I’ve got an email thread going with John Lowe of the Detroit Free Press, and it’s conversations like these that make me wish there was a better tool for having transparent, but directed conversations. The discussion topic is education, specifically the current university system, and I think there’s a pretty interesting parallel to the journalism industry.
John asks, “Is there still room for a professor to teach wisdom?”, to which I reply (emphasis added):
I think professors can teach wisdom, but so can students. The current model, to take a journalism analogy, is broadcast, whereas the technology is quickly allowing many to many communication (or education). There’s still room for professional news organizations (or traditional universities), but they are now facing the crunch to evolve in order to maintain their relevance.
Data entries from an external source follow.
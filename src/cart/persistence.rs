//! Cart Persistence
//!
//! The record a cart leaves in its store, and how a saved record is replayed against a fresh
//! catalog snapshot.

use jiff::Timestamp;
use rust_decimal::Decimal;
use rustc_hash::{FxHashMap, FxHashSet};
use serde::{Deserialize, Serialize};
use thiserror::Error;
use tracing::debug;

use crate::{
    cart::CartElement,
    catalog::{ProductId, VariationId},
};

/// How long a persisted cart stays valid, in milliseconds.
pub const CART_LIFETIME_MS: i64 = 60 * 60 * 1000;

/// Errors raised while decoding a persisted cart.
#[derive(Debug, Error)]
pub enum PersistError {
    /// The slot does not hold a cart record.
    #[error("malformed cart record")]
    Malformed(#[from] serde_json::Error),
}

/// Persisted cart record: `{ savedAt, cart }`.
#[derive(Debug, Clone, PartialEq, Serialize, Deserialize)]
#[serde(rename_all = "camelCase")]
pub struct PersistedCart {
    /// Epoch milliseconds of the write
    pub saved_at: i64,

    /// Saved selections
    pub cart: SavedCart,
}

/// Saved selections, in cart order.
#[derive(Debug, Clone, Default, PartialEq, Serialize, Deserialize)]
pub struct SavedCart {
    /// Saved elements
    pub elements: Vec<SavedElement>,
}

/// One saved selection.
#[derive(Debug, Clone, PartialEq, Serialize, Deserialize)]
pub struct SavedElement {
    /// Selected variation
    pub variation_id: VariationId,

    /// Product the variation belonged to when saved
    pub product_id: ProductId,

    /// Selected quantity
    pub quantity: u32,
}

impl PersistedCart {
    /// Captures the current quantities of `elements`.
    pub fn capture(elements: &[CartElement], saved_at: Timestamp) -> Self {
        Self {
            saved_at: saved_at.as_millisecond(),
            cart: SavedCart {
                elements: elements
                    .iter()
                    .map(|element| SavedElement {
                        variation_id: element.variation().id(),
                        product_id: element.product_id(),
                        quantity: element.quantity(),
                    })
                    .collect(),
            },
        }
    }

    /// Decodes the raw slot contents.
    ///
    /// An empty object is the reset state and decodes to `None`.
    ///
    /// # Errors
    ///
    /// Returns [`PersistError::Malformed`] if the contents are neither empty nor a cart record.
    pub fn decode(raw: &str) -> Result<Option<Self>, PersistError> {
        let value: serde_json::Value = serde_json::from_str(raw)?;

        if value.as_object().is_some_and(serde_json::Map::is_empty) {
            return Ok(None);
        }

        Ok(Some(serde_json::from_value(value)?))
    }

    /// Encodes the record for the slot.
    ///
    /// # Errors
    ///
    /// Returns [`PersistError::Malformed`] if the record cannot be serialized.
    pub fn encode(&self) -> Result<String, PersistError> {
        Ok(serde_json::to_string(self)?)
    }

    /// Whether more than [`CART_LIFETIME_MS`] has passed since the record was written.
    pub fn is_expired(&self, now: Timestamp) -> bool {
        now.as_millisecond().saturating_sub(self.saved_at) > CART_LIFETIME_MS
    }

    /// Replays the saved quantities onto `elements`.
    ///
    /// Saved entries are matched by variation and visited in saved order. An entry is accepted
    /// only while its product still has stock for it; the first entry that does not fit closes
    /// that product for the rest of the replay. Entries whose variation is no longer orderable are
    /// skipped.
    pub fn reconcile(&self, elements: &mut [CartElement]) {
        let positions: FxHashMap<VariationId, usize> = elements
            .iter()
            .enumerate()
            .map(|(position, element)| (element.variation().id(), position))
            .collect();

        let mut consumed: FxHashMap<ProductId, Decimal> = FxHashMap::default();
        let mut closed: FxHashSet<ProductId> = FxHashSet::default();

        for saved in &self.cart.elements {
            let Some(element) = positions
                .get(&saved.variation_id)
                .and_then(|&position| elements.get_mut(position))
            else {
                debug!(variation = %saved.variation_id, "skipping saved variation no longer orderable");
                continue;
            };

            let product = element.product_id();

            if closed.contains(&product) {
                continue;
            }

            let used = consumed.entry(product).or_default();
            let needed = Decimal::from(saved.quantity) * element.variation().volume();

            if Decimal::from(element.stock_ceiling()) - *used - needed >= Decimal::ZERO {
                element.restore_quantity(saved.quantity);
                *used += needed;
            } else {
                debug!(
                    %product,
                    variation = %saved.variation_id,
                    quantity = saved.quantity,
                    "saved quantity exceeds remaining stock"
                );
                closed.insert(product);
            }
        }
    }
}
The one thing that the universities still hold as a competitive, monopolistic advantage is certification, in my opinion. A substantial alternative, a system for rapidly certifying you in certain areas if you already hold the knowledge or can pick it up at a greater rate, will be a huge disruptor.
I don’t think the “current college system” will remain relevant. Instead of thinking about textbooks and lectures, which in some arenas are becoming obsolete faster than they can be printed (i.e. journalism, where the “Web” was discussed in only one part of one chapter of my J201 textbook), I think universities need to be thinking a lot further forward.
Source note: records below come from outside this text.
//! Prices

use rust_decimal::{Decimal, prelude::ToPrimitive};
use rusty_money::{
    Money,
    iso::{Currency, EUR},
};
use thiserror::Error;

/// Currency every amount in the bar is expressed in.
pub const CURRENCY: &Currency = EUR;

/// Errors that can occur while deriving prices.
#[derive(Debug, Error, PartialEq)]
pub enum PriceError {
    /// The tax-inclusive price does not fit in minor units.
    #[error("price {0} with tax rate {1} is out of range")]
    OutOfRange(i64, Decimal),
}

/// Builds an amount in the bar currency from minor units.
pub fn money(minor: i64) -> Money<'static, Currency> {
    Money::from_minor(minor, CURRENCY)
}

/// Derives the tax-inclusive price from a pre-tax price and a tax rate.
///
/// The fractional minor unit is dropped, which is how the backend computes the amount it charges.
///
/// # Errors
///
/// Returns [`PriceError::OutOfRange`] when the result does not fit in an `i64`.
pub fn tax_inclusive(price_ht: i64, tva: Decimal) -> Result<i64, PriceError> {
    Decimal::ONE
        .checked_add(tva)
        .and_then(|rate| Decimal::from(price_ht).checked_mul(rate))
        .and_then(|price| price.trunc().to_i64())
        .ok_or(PriceError::OutOfRange(price_ht, tva))
}

/// Formats an amount of minor units for display, e.g. `1500` becomes `"15.00 €"`.
pub fn format_price(minor: i64) -> String {
    format!("{:.2} €", money(minor).amount())
}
This [many to many communications technology] presents a huge flaw in the “top-down” model, too. For universities to function as it stands, the professors must “learn” the material before the students do, hold a monopoly on that information, and then present that information. The problem is that the information they need to teach will be changing at an increasingly greater rate. That’s why the evolutionary, “network-based” model is appropriate.
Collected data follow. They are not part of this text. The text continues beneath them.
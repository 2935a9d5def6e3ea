//! Backend collaborators consumed by the ordering and staff flows.

use async_trait::async_trait;
use mockall::automock;

use comptoir::prelude::{
    BarOpening, BarStatus, CartSubmission, OrderId, PaymentInfos, PaymentStatusReport,
    ProductRecord, Receipt, StaffOrderRecord,
};

use crate::api::ApiError;

/// Customer-side reads of what can be ordered.
#[automock]
#[async_trait]
pub trait CatalogService: Send + Sync {
    /// Products with their variations, as currently stocked.
    async fn products(&self) -> Result<Vec<ProductRecord>, ApiError>;

    /// Whether the bar takes orders right now.
    async fn bar_status(&self) -> Result<BarStatus, ApiError>;
}

/// Order creation and payment.
#[automock]
#[async_trait]
pub trait CheckoutService: Send + Sync {
    /// Turns a cart into an order.
    async fn validate_cart(&self, submission: &CartSubmission) -> Result<OrderId, ApiError>;

    /// Opens a payment session for an order.
    async fn payment_infos(&self, order: OrderId) -> Result<PaymentInfos, ApiError>;

    /// Attaches the purchaser's email to the payment session.
    async fn set_email(&self, client_secret: &str, email: &str) -> Result<(), ApiError>;

    /// Reads the payment status of a session.
    async fn payment_status(&self, client_secret: &str) -> Result<PaymentStatusReport, ApiError>;

    /// Publishable key of the hosted payment element.
    async fn publishable_key(&self) -> Result<String, ApiError>;

    /// Location of the receipt QR image for a session. No request is made.
    fn qr_code_url(&self, client_secret: &str) -> Result<String, ApiError>;
}

/// Staff access to orders.
#[automock]
#[async_trait]
pub trait StaffService: Send + Sync {
    /// Every order.
    async fn orders(&self) -> Result<Vec<StaffOrderRecord>, ApiError>;

    /// The order a receipt was issued for.
    async fn order_by_receipt(&self, receipt: &Receipt) -> Result<StaffOrderRecord, ApiError>;

    /// Records whether an order was served.
    async fn set_served(&self, order: OrderId, served: bool) -> Result<(), ApiError>;
}

/// Staff management of the availability gate.
#[automock]
#[async_trait]
pub trait BarService: Send + Sync {
    /// Gate state including the current opening time.
    async fn status(&self) -> Result<BarStatus, ApiError>;

    /// Opens the bar.
    async fn open(&self) -> Result<(), ApiError>;

    /// Closes the bar.
    async fn close(&self) -> Result<(), ApiError>;

    /// Sets the message shown to customers while closed.
    async fn set_closing_message(&self, message: &str) -> Result<(), ApiError>;

    /// Recorded openings, oldest first.
    async fn openings(&self) -> Result<Vec<BarOpening>, ApiError>;
}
I’d like to continue that evolutionary learning, where knowledge grows from the ground up, is likely the only way that universities (or any other education system) can “keep up with the times” and not teach 5 year old material. The real issue is that we’re amidst a fundamental paradigm shift on top of accelerating change, and that most institutions that have dealt information in the past aren’t adequately forward-thinking to survive the transition.
2 Comments
Very insightful.. I actually dispute, however, whether wisdom can be “taught” or even assembled in the classroom. Perhaps wisdom is: A conduit generated by the interaction of ones knowledge and experiences (weighted heavily on experiences… outside of the classroom)
Nice post Daniel. I agree that the largest thing propping up the current university system is the certification that so many aspects of society require. I would love to see a college or university created that worked through honest collaboration and networking of knowledge instead of just finding it in the odd class within a traditional college.